WHAT IS EXPECTED -> From the entries, copy every line that carries the string "Creates".

BEGIN EXERCISE DATA

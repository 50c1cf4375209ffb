// SPDX-License-Identifier: PolyForm-Noncommercial-1.0.0
// Copyright (c) 2025 Sylvex. All rights reserved.

//! # Test Builders
//!
//! Fluent builders for default payloads and model descriptions.

use base64::engine::general_purpose::STANDARD as BASE64;
use base64::Engine as _;

use uanode_config::{ChildDescription, ModelDescription, ModelInfo, TypeDescription};
use uanode_core::{AttributeOverrides, Base64JsonDecoder, EncodedDefaults, NodeId, Variant};

// =============================================================================
// Overrides Builder
// =============================================================================

/// Builder for attribute overrides and their encoded payloads.
#[derive(Debug, Clone, Default)]
pub struct OverridesBuilder {
    overrides: AttributeOverrides,
}

impl OverridesBuilder {
    /// Creates an empty builder.
    pub fn new() -> Self {
        Self::default()
    }

    /// Sets the display name.
    pub fn display_name(mut self, text: impl Into<String>) -> Self {
        self.overrides.display_name = Some(text.into());
        self
    }

    /// Sets the description.
    pub fn description(mut self, text: impl Into<String>) -> Self {
        self.overrides.description = Some(text.into());
        self
    }

    /// Sets the data type.
    pub fn data_type(mut self, data_type: NodeId) -> Self {
        self.overrides.data_type = Some(data_type);
        self
    }

    /// Sets a scalar value rank.
    pub fn scalar(mut self) -> Self {
        self.overrides.value_rank = Some(-1);
        self
    }

    /// Sets the access level bits.
    pub fn access_level(mut self, bits: u8) -> Self {
        self.overrides.access_level = Some(bits);
        self
    }

    /// Sets the default value.
    pub fn value(mut self, value: impl Into<Variant>) -> Self {
        self.overrides.value = Some(value.into());
        self
    }

    /// Returns the overrides.
    pub fn build(self) -> AttributeOverrides {
        self.overrides
    }

    /// Returns the base64 text of the JSON document, as found in model files.
    pub fn to_base64(&self) -> String {
        let json = serde_json::to_vec(&self.overrides).expect("overrides serialize to JSON");
        BASE64.encode(json)
    }

    /// Returns a version 1 payload.
    pub fn encode(&self) -> EncodedDefaults {
        EncodedDefaults::new(Base64JsonDecoder::VERSION, self.to_base64().into_bytes())
    }
}

// =============================================================================
// Description Builder
// =============================================================================

/// Builder for model descriptions.
#[derive(Debug, Clone)]
pub struct DescriptionBuilder {
    description: ModelDescription,
}

impl DescriptionBuilder {
    /// Creates a builder for a named model.
    pub fn new(name: impl Into<String>) -> Self {
        Self {
            description: ModelDescription {
                model: ModelInfo {
                    name: name.into(),
                    version: "1.0".to_string(),
                    defaults_version: Base64JsonDecoder::VERSION,
                },
                namespaces: Vec::new(),
                types: Vec::new(),
            },
        }
    }

    /// Sets the payload version.
    pub fn defaults_version(mut self, version: u16) -> Self {
        self.description.model.defaults_version = version;
        self
    }

    /// Appends a namespace URI to the local table.
    pub fn namespace(mut self, uri: impl Into<String>) -> Self {
        self.description.namespaces.push(uri.into());
        self
    }

    /// Adds an object type.
    pub fn object_type(self, id: &str, name: &str, super_type: Option<&str>) -> Self {
        self.add_type(id, name, "ObjectType", super_type)
    }

    /// Adds a variable type.
    pub fn variable_type(self, id: &str, name: &str, super_type: Option<&str>) -> Self {
        self.add_type(id, name, "VariableType", super_type)
    }

    fn add_type(mut self, id: &str, name: &str, class: &str, super_type: Option<&str>) -> Self {
        self.description.types.push(TypeDescription {
            id: id.to_string(),
            symbolic_name: name.to_string(),
            node_class: class.to_string(),
            super_type: super_type.map(str::to_string),
            defaults: None,
            children: Vec::new(),
        });
        self
    }

    /// Sets the defaults of the most recently added type.
    pub fn type_defaults(mut self, defaults: &OverridesBuilder) -> Self {
        if let Some(last) = self.description.types.last_mut() {
            last.defaults = Some(defaults.to_base64());
        }
        self
    }

    /// Adds a child slot to the most recently added type.
    pub fn child(
        mut self,
        browse_name: &str,
        child_type: &str,
        optional: bool,
        defaults: Option<&OverridesBuilder>,
    ) -> Self {
        if let Some(last) = self.description.types.last_mut() {
            last.children.push(ChildDescription {
                browse_name: browse_name.to_string(),
                child_type: child_type.to_string(),
                optional,
                defaults: defaults.map(OverridesBuilder::to_base64),
            });
        }
        self
    }

    /// Adds a child slot with a raw payload string.
    pub fn child_with_payload(mut self, browse_name: &str, child_type: &str, payload: &str) -> Self {
        if let Some(last) = self.description.types.last_mut() {
            last.children.push(ChildDescription {
                browse_name: browse_name.to_string(),
                child_type: child_type.to_string(),
                optional: false,
                defaults: Some(payload.to_string()),
            });
        }
        self
    }

    /// Returns the description.
    pub fn build(self) -> ModelDescription {
        self.description
    }

    /// Returns the description as JSON text.
    pub fn to_json(&self) -> String {
        serde_json::to_string_pretty(&self.description).expect("description serializes to JSON")
    }
}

END EXERCISE DATA

RESPONSE BOX ->
    /// Creates an empty builder.
    /// Creates a builder for a named model.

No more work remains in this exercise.